Hayalleri Yıkılanlar

Bir ilişki genellikle iki kişiliktir. İşin içine arkadaşlar, aileler, eş dost girer elbette ama özünde ilişkiye dair en yoğun şeyleri bu iki kişinin hissettiği varsayılır.
İnsan şaşırtıcı bir şekilde ve belki de sadece ayrılırken fark ediyor ki bu dışarıdaki insanlar da ilişkiye bir anlamda yatırım yapmış ya da bel bağlamışlar. Ayrılık lafı açıldığı an suratlarında bir titreme beliriyor, bir inanamazlık, bir hayal kırıklığı. Şaka zannedenler, abarttığınızı düşünenler, muhakkak bir umut olduğuna inananlar... Dondurması külaha iyi oturtulmadığı için yere düşüveren çocukların masum ama içli isyanı gibi.
Bir sürü insanın şakayla karışık tepkisi, "ilişkilere dair hayallerimi yıktınız!" ya da "siz yürütemediyseniz bu dünyada kimse bunu yapamaz!" oluyor.
Belki de aslında mesele birilerinin seni durmadan olmadığın bir yerlere, bulutların üstüne, bir kartposaldaki mükemmel kalp şeklinin içine, evin en nadide köşesindeki çerçeveye, oturtması ve senin o ideal çift safsatasından delicesine bunalmış olman.

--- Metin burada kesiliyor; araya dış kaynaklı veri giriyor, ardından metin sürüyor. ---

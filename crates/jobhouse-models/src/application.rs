//! Job application models.

use std::borrow::Cow;

use serde::{Deserialize, Serialize};
use serde_json::{Map, Value};
use validator::{Validate, ValidateEmail, ValidationError, ValidationErrors};

use crate::utils::strip_id;

/// A job application as submitted by the applicant.
///
/// Only `email` and `category` are interpreted by the backend; everything
/// else (resume link, cover letter, job id...) is stored as sent.
#[derive(Debug, Clone, Default, PartialEq, Serialize, Deserialize)]
#[serde(transparent)]
pub struct JobApplicationDraft {
    pub fields: Map<String, Value>,
}

impl From<Map<String, Value>> for JobApplicationDraft {
    fn from(fields: Map<String, Value>) -> Self {
        Self { fields }
    }
}

impl JobApplicationDraft {
    pub fn email(&self) -> Option<&str> {
        self.fields.get("email").and_then(Value::as_str)
    }

    /// All fields to persist, minus any client-supplied `_id`.
    pub fn to_fields(&self) -> Map<String, Value> {
        let mut fields = self.fields.clone();
        strip_id(&mut fields);
        fields
    }
}

impl Validate for JobApplicationDraft {
    fn validate(&self) -> Result<(), ValidationErrors> {
        if self.email().is_some_and(|email| email.validate_email()) {
            return Ok(());
        }
        let mut errors = ValidationErrors::new();
        errors.add(
            "email",
            ValidationError::new("email").with_message(Cow::Borrowed("email must be a valid address")),
        );
        Err(errors)
    }
}

/// A stored job application.
#[derive(Debug, Clone, PartialEq, Serialize, Deserialize)]
pub struct JobApplication {
    #[serde(rename = "_id")]
    pub id: String,

    #[serde(flatten)]
    pub fields: Map<String, Value>,
}

impl JobApplication {
    pub fn email(&self) -> Option<&str> {
        self.fields.get("email").and_then(Value::as_str)
    }
}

Belki herkes kadar biz de bir müddet sürünmek, cıkcıklanmak, eleştirilmek istiyoruzdur...

1 yorum:

contramore dedi ki...

bence kisi baskalarinin etiginin kendisinden daha yuksekte olmasini talep etmeye meyilli. birkac guzel yani var bunun kisi icin:

1- kendisine daha yuksek bir degeri referans alabilecek.
2- kendisinden daha yuksekteki degeri referanslayarak, kendisini onun seviyesine cekebilecek (kendisini yargic olarak konumlayip, kendisinin ortaya koymasi gereken ustun eylemi gereksiz kilacak)
3- inandigi fakat emin olmadigi seylerin varliginin baska yerlerde de olsa surmesiyle rahatlayip, aklini yitirmeyecek.

kimseyi bu tutumundan oturu suclayamiyorum. zira anlamsizligimiz ve yalnizligimizla basetmek icin gelistirebildigimiz uc bes zararsiz dusunce kalibindan biri bu.

butun kaliplara kafam girsin, o ayri.